Boston, MABrad Dovell is a resident of Calgary, Alberta who could have gone the Propecia finasteride route for his hair loss. Instead, according to the Calgary Herald (11/11/16) he chose a surgical procedure called ARTAS Robotic, which transplants hair from the back of the scalp and moves it forward to help ‘fill’ sparse areas towards the front. Dr. John Gillespie, of the Gillespie Clinic in Calgary, also noted Propecia help as an option: finasteride that blocks the male hormone dihydrotestosterone, thought to be a precursor to hair loss.

Propecia (Finasteride)
And while Gillespie noted that Propecia side effects can cause birth defects in pregnant women, Propecia finasteride is “very effective for men with vertex (top of the head) hair loss.
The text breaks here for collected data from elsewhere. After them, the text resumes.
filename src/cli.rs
// src/cli.rs
//! Command line front end: fetch (or read) one profile, print a report, optionally export.

use std::{
    fs,
    io::{self, Write},
    path::{Path, PathBuf},
    time::Duration,
};

use clap::{Parser, ValueEnum};
use color_eyre::eyre::{Result, WrapErr};
use serde::Serialize;
use tracing::info;

use crate::{
    config::{
        consts::{DEFAULT_URL, TIMEOUT_SECS},
        options::{AppOptions, ExportFormat, HeaderLang},
    },
    core::net::{Fetcher, HttpFetcher},
    csv,
    data::{Extraction, ProfileSummary},
    file,
    normalize::{CenturyPolicy, Normalizer},
    progress::Progress,
    scrape,
    specs::{boxer, rows::LayoutHint},
    stats::{KoScope, ProfileTotals, Summary},
    store::CachingFetcher,
};

#[derive(Clone, Copy, Debug, PartialEq, Eq, ValueEnum)]
pub enum FormatArg {
    Csv,
    Tsv,
}

#[derive(Clone, Copy, Debug, PartialEq, Eq, ValueEnum)]
pub enum LangArg {
    En,
    Es,
}

#[derive(Parser, Debug)]
#[command(name = "bout_scrape", version)]
#[command(about = "Extract a boxer's bout history from a profile page")]
#[command(long_about = "Extract a boxer's bout history from a profile page.

Reads the page from the network (default), from a saved HTML file (--html),
or re-reads a previous export (--import). Prints a report, or JSON with --json.
Give -o to also write the bouts as CSV/TSV.

EXAMPLES:
    bout_scrape                                   Default profile, text report
    bout_scrape https://boxrec.com/en/box-pro/1 -o out/
    bout_scrape --html saved.html --json
    bout_scrape --import out/bouts/Toms_Pez.csv --ko-scope all")]
pub struct Args {
    /// Profile page URL
    #[arg(conflicts_with_all = ["html", "import"])]
    pub url: Option<String>,

    /// Read a saved HTML page instead of fetching
    #[arg(long, conflicts_with = "import")]
    pub html: Option<PathBuf>,

    /// Read bouts from a CSV/TSV export instead of a page
    #[arg(long)]
    pub import: Option<PathBuf>,

    /// Export path (file, or directory with trailing separator)
    #[arg(short, long)]
    pub out: Option<String>,

    #[arg(long, value_enum, default_value_t = FormatArg::Csv)]
    pub format: FormatArg,

    /// Export without the header row
    #[arg(long)]
    pub no_headers: bool,

    /// Export header language
    #[arg(long, value_enum, default_value_t = LangArg::En)]
    pub lang: LangArg,

    /// Print JSON instead of the text report
    #[arg(long)]
    pub json: bool,

    /// Two-digit year handling: as-parsed | career | cutover:<year>
    #[arg(long, default_value = "as-parsed")]
    pub century: CenturyPolicy,

    /// KO percentage scope: wins | all
    #[arg(long, default_value = "wins")]
    pub ko_scope: KoScope,

    /// Bout table layout: auto | legacy | ratings | modern
    #[arg(long, default_value = "auto")]
    pub layout: LayoutHint,

    /// Always hit the network
    #[arg(long)]
    pub no_cache: bool,

    /// Where fetched pages are cached
    #[arg(long)]
    pub cache_dir: Option<PathBuf>,

    /// Request timeout in seconds
    #[arg(long, default_value_t = TIMEOUT_SECS)]
    pub timeout: u64,

    /// More log output on stderr (-v info, -vv debug, -vvv trace)
    #[arg(short, long, action = clap::ArgAction::Count)]
    pub verbose: u8,
}

impl Args {
    pub fn options(&self) -> AppOptions {
        let mut opts = AppOptions::default();

        opts.fetch.url = self.url.clone().unwrap_or_else(|| s!(DEFAULT_URL));
        opts.fetch.timeout = Duration::from_secs(self.timeout);
        opts.fetch.cache.enabled = !self.no_cache;
        if let Some(dir) = &self.cache_dir {
            opts.fetch.cache.dir = Some(dir.clone());
        }

        opts.extract.century = self.century;
        opts.extract.layout = self.layout;
        opts.ko_scope = self.ko_scope;

        opts.export.format = match self.format {
            FormatArg::Csv => ExportFormat::Csv,
            FormatArg::Tsv => ExportFormat::Tsv,
        };
        opts.export.lang = match self.lang {
            LangArg::En => HeaderLang::English,
            LangArg::Es => HeaderLang::Spanish,
        };
        opts.export.include_headers = !self.no_headers;
        opts
    }

    /// `tracing` filter for the requested verbosity.
    pub fn log_directive(&self) -> Option<String> {
        let level = match self.verbose {
            0 => return None,
            1 => "info",
            2 => "debug",
            _ => "trace",
        };
        Some(format!("warn,bout_scrape={level}"))
    }
}

/// Progress lines go to the log.
struct LogProgress;

impl Progress for LogProgress {
    fn log(&mut self, msg: &str) {
        info!("{msg}");
    }
}

#[derive(Serialize)]
struct Report<'a> {
    #[serde(flatten)]
    extraction: &'a Extraction,
    summary: &'a Summary,
    profile_totals: &'a ProfileTotals,
}

pub fn run(args: Args) -> Result<()> {
    let opts = args.options();
    let extraction = load(&args, &opts)?;

    let summary = Summary::compute(&extraction.bouts, opts.ko_scope);
    let totals = ProfileTotals::from_profile(&extraction.profile);

    let stdout = io::stdout();
    let mut out = stdout.lock();
    if args.json {
        let report = Report { extraction: &extraction, summary: &summary, profile_totals: &totals };
        serde_json::to_writer_pretty(&mut out, &report)?;
        writeln!(out)?;
    } else {
        print_report(&mut out, &extraction, &summary, &totals)?;
    }

    if let Some(o) = &args.out {
        let mut export = opts.export.clone();
        file::apply_user_path(&mut export, o, &extraction.profile);
        let path = file::write_export(&export, &extraction.bouts)
            .wrap_err("export failed")?;
        eprintln!("Wrote {}", path.display());
    }
    Ok(())
}

fn load(args: &Args, opts: &AppOptions) -> Result<Extraction> {
    if let Some(path) = &args.import {
        return import(path, opts);
    }
    if let Some(path) = &args.html {
        let text = fs::read_to_string(path)
            .wrap_err_with(|| format!("reading {}", path.display()))?;
        return Ok(boxer::parse_str(&text, &opts.extract)?);
    }

    let http = HttpFetcher::new(&opts.fetch)?;
    let fetcher: Box<dyn Fetcher> = if opts.fetch.cache.enabled {
        Box::new(CachingFetcher::new(http, &opts.fetch.cache))
    } else {
        Box::new(http)
    };
    let mut progress = LogProgress;
    let extraction = scrape::collect_boxer(
        fetcher.as_ref(),
        &opts.fetch.url,
        &opts.extract,
        Some(&mut progress),
    )
    .wrap_err_with(|| format!("scraping {}", opts.fetch.url))?;
    Ok(extraction)
}

fn import(path: &Path, opts: &AppOptions) -> Result<Extraction> {
    let text = fs::read_to_string(path).wrap_err_with(|| format!("reading {}", path.display()))?;
    let delim = match path.extension().and_then(|e| e.to_str()) {
        Some(e) if e.eq_ignore_ascii_case("tsv") => ExportFormat::Tsv.delim(),
        Some(e) if e.eq_ignore_ascii_case("csv") => ExportFormat::Csv.delim(),
        _ => opts.export.delim(),
    };
    let bouts = csv::import_str(&text, delim, &Normalizer::new(opts.extract.century))
        .wrap_err_with(|| format!("importing {}", path.display()))?;

    let name = path.file_stem().map(|s| s.to_string_lossy().replace('_', " "));
    Ok(Extraction {
        profile: ProfileSummary::new(name, Vec::<(String, String)>::new()),
        bouts,
        layout: None,
        missing: Vec::new(),
    })
}

fn print_report(
    out: &mut impl Write,
    ex: &Extraction,
    summary: &Summary,
    totals: &ProfileTotals,
) -> io::Result<()> {
    writeln!(out, "{}", ex.profile.name())?;
    for (k, v) in ex.profile.attributes() {
        writeln!(out, "  {k}: {v}")?;
    }
    for kind in &ex.missing {
        writeln!(out, "  ({kind} table not found)")?;
    }
    if let Some(layout) = ex.layout {
        writeln!(out, "  layout: {}", layout.label())?;
    }

    writeln!(out)?;
    writeln!(
        out,
        "Bouts: {}  W {}  L {}  D {}  ? {}",
        summary.total, summary.wins, summary.losses, summary.draws, summary.unknown
    )?;
    writeln!(out, "Win %: {:.1}  Loss %: {:.1}", summary.win_percentage, summary.loss_percentage)?;
    let scope = match summary.ko_scope {
        KoScope::WinsOnly => "of wins",
        KoScope::AllBouts => "of all bouts",
    };
    writeln!(out, "KO %:  {:.1} ({} KOs, {scope})", summary.ko_percentage, summary.kos)?;

    if let Some(page) = totals.bouts.filter(|n| *n as usize != summary.total) {
        writeln!(out, "Note: page lists {page} bouts, {} extracted", summary.total)?;
    }

    if !summary.by_year.is_empty() {
        writeln!(out)?;
        writeln!(out, "Per year:")?;
        for (year, n) in &summary.by_year {
            writeln!(out, "  {year}  {n:>3}  {}", "#".repeat(*n))?;
        }
    }
    Ok(())
}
It will stabilize frontal hair in most men,” Gillespie said.

There was no mention in the report of the potential for Propecia sexual dysfunction.
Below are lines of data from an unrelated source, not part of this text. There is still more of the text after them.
// src/specs/profile.rs
//! Profile summary: the boxer's name and the label/value info table.
//!
//! - Name: first `h1` (whitespace-normalized). Missing → `"unknown"`.
//! - Attributes: every direct row of the profile table with exactly two cells.
//!   Label text becomes the key (normalized in `ProfileSummary::new`).
//! - Record: a text node that is nothing but `W-L-D` (`"52-9-5"`) fills the
//!   `record` attribute when the table didn't provide one. The profile table is
//!   searched first, then text outside any table.

use std::sync::LazyLock;

use regex::Regex;
use scraper::{ElementRef, Html};

use crate::core::html::{first_in_doc, row_cells, table_rows, text_of};
use crate::data::ProfileSummary;

static RECORD_RE: LazyLock<Regex> =
    LazyLock::new(|| Regex::new(r"^\d+-\d+-\d+$").expect("static record pattern"));

const RECORD_KEY: &str = "record";

pub fn extract(doc: &Html, table: Option<ElementRef<'_>>) -> ProfileSummary {
    let name = first_in_doc(doc, "h1").map(text_of);

    let mut pairs: Vec<(String, String)> = table
        .map(|t| {
            table_rows(t)
                .into_iter()
                .map(row_cells)
                .filter(|cells| cells.len() == 2)
                .map(|cells| (text_of(cells[0]), text_of(cells[1])))
                .collect()
        })
        .unwrap_or_default();

    let has_record = pairs.iter().any(|(k, _)| k.trim().eq_ignore_ascii_case(RECORD_KEY));
    if !has_record {
        if let Some(rec) = bare_record(doc, table) {
            pairs.push((s!(RECORD_KEY), rec));
        }
    }

    ProfileSummary::new(name, pairs)
}

fn bare_record(doc: &Html, table: Option<ElementRef<'_>>) -> Option<String> {
    if let Some(hit) = table.and_then(|t| t.text().map(str::trim).find(|t| RECORD_RE.is_match(t))) {
        return Some(s!(hit));
    }
    doc.root_element()
        .descendants()
        .filter(|n| {
            !n.ancestors().any(|a| {
                a.value().as_element().is_some_and(|e| e.name().eq_ignore_ascii_case("table"))
            })
        })
        .filter_map(|n| n.value().as_text())
        .map(|t| t.trim())
        .find(|t| RECORD_RE.is_match(t))
        .map(String::from)
}
// src/specs/locate.rs
//! Table location as an ordered list of strategies.
//!
//! Markup differs between page generations, so no single selector is enough.
//! Each [`Locator`] is one way of finding a table; a chain of them is tried in
//! priority order and the first hit wins. Within one strategy, the first match
//! in document order wins.

use std::fmt;

use scraper::{ElementRef, Html};
use tracing::debug;

use crate::core::html::{self, class_contains, row_cells, table_rows, text_of};
use crate::normalize::ColumnMap;
use crate::specs::rows::split_header;

#[derive(Clone, Debug, PartialEq, Eq)]
pub enum Locator {
    /// CSS selector (id or class). Only `table` elements count.
    Css(&'static str),
    /// Any `table` whose class attribute contains the fragment, case-insensitive.
    ClassContains(&'static str),
    /// Any `table` with more than N direct rows.
    MinRows(usize),
    /// Any `table` whose direct rows are mostly two-cell label/value pairs.
    LabelValueRows,
    /// Any `table` whose header row names at least N known bout fields.
    KnownHeaders(usize),
    /// Any `table` with a two-cell row whose first cell ends in `:`.
    LabelRow,
}

impl fmt::Display for Locator {
    fn fmt(&self, f: &mut fmt::Formatter<'_>) -> fmt::Result {
        match self {
            Locator::Css(css) => write!(f, "css `{css}`"),
            Locator::ClassContains(frag) => write!(f, "class contains `{frag}`"),
            Locator::MinRows(n) => write!(f, "table with more than {n} rows"),
            Locator::LabelValueRows => f.write_str("label/value table"),
            Locator::KnownHeaders(n) => write!(f, "table naming {n}+ bout columns"),
            Locator::LabelRow => f.write_str("table with a `label:` row"),
        }
    }
}

/// Bout-history table, most specific first. Shape heuristics come last.
pub fn bout_chain(heuristic_min_rows: usize) -> Vec<Locator> {
    vec![
        Locator::Css("#ratingsDataTable"),
        Locator::Css("table.careerTable"),
        Locator::Css("#careerTable"),
        Locator::Css("table.dataTable"),
        Locator::ClassContains("career"),
        Locator::ClassContains("datatable"),
        Locator::MinRows(heuristic_min_rows),
        Locator::KnownHeaders(2),
    ]
}

/// Profile/info table.
pub fn profile_chain() -> Vec<Locator> {
    vec![
        Locator::Css("table.profileTable"),
        Locator::ClassContains("profile"),
        Locator::LabelValueRows,
        Locator::LabelRow,
    ]
}

impl Locator {
    /// First table this strategy accepts, in document order, skipping `exclude`.
    pub fn locate<'a>(
        &self,
        doc: &'a Html,
        exclude: Option<ElementRef<'a>>,
    ) -> Option<ElementRef<'a>> {
        let css = match self {
            Locator::Css(css) => *css,
            _ => "table",
        };
        let sel = html::selector(css)?;
        doc.select(&sel)
            .filter(|el| el.value().name().eq_ignore_ascii_case("table"))
            .filter(|el| Some(*el) != exclude)
            .find(|el| self.accepts(*el))
    }

    fn accepts(&self, table: ElementRef<'_>) -> bool {
        match self {
            Locator::Css(_) => true,
            Locator::ClassContains(frag) => class_contains(table, frag),
            Locator::MinRows(n) => table_rows(table).len() > *n,
            Locator::LabelValueRows => {
                let rows = table_rows(table);
                let pairs = rows.iter().filter(|r| row_cells(**r).len() == 2).count();
                pairs >= 2 && pairs * 2 >= rows.len()
            }
            Locator::KnownHeaders(n) => {
                ColumnMap::from_headers(&split_header(table).headers).known_fields() >= *n
            }
            Locator::LabelRow => table_rows(table).into_iter().any(|r| {
                let cells = row_cells(r);
                cells.len() == 2 && {
                    let label = text_of(cells[0]);
                    label.trim_end().ends_with(':') && !text_of(cells[1]).trim().is_empty()
                }
            }),
        }
    }
}

/// Try each strategy in order; first hit wins.
pub fn locate_first<'a>(
    doc: &'a Html,
    chain: &[Locator],
    exclude: Option<ElementRef<'a>>,
) -> Option<ElementRef<'a>> {
    for loc in chain {
        if let Some(el) = loc.locate(doc, exclude) {
            debug!("table located by {loc}");
            return Some(el);
        }
    }
    None
}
According to the Post-Finasteride Syndrome Foundation (PFS Foundation), a not-for-profit foundation dedicated to raising funds for clinical research, the database of adverse drug reactions maintained by the World Health Organization’s Programme for International Drug Monitoring contained 13,546 adverse reaction reports associated with finasteride use as of September 26. The numbers included 3,577 sexual function and fertility disorders, 1,526 depressed mood disorders and disturbances, and 67 completed suicides.

Various plaintiffs have alleged that Propecia sexual dysfunction has been, for them, a byproduct of Propecia use for hair restoration. Many plaintiffs assert that Propecia impotence continues long after finasteride treatment has stopped.
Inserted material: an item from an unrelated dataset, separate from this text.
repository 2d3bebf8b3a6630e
// src/config/mod.rs
pub mod consts;
pub mod options;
Now, there is new research that suggests Propecia side effects can be worse in men with underlying neurobiological abnormalities.

Characteristics of Men Who Report Persistent Sexual Symptoms after Finasteride Use for Hair Loss, is a study conducted at Brigham and Women’s Hospital in Boston by a team of 19 clinical researchers led by Shalender Bhasin MD, a professor of medicine at Harvard Medical School. The study found that neural circuitry overlaps with functional abnormalities in men suffering from “major depression.”

Key findings of the research included “significantly lower IIEF [International Index of Erectile Function] composite score” and “significantly lower scores for each of its domains of erectile function, sexual desire, orgasmic function, intercourse satisfaction, and overall satisfaction,” associated with symptomatic finasteride users.

“This research has several firsts, including use of the latest functional MRI imaging to identify areas of the brain effected by PFS,” said Dr. John Santmann, CEO of the PFS Foundation, which funded the study along with Harvard Clinical Translational Research Institute and the Center for Clinical Investigation at the Brigham and Women’s Hospital.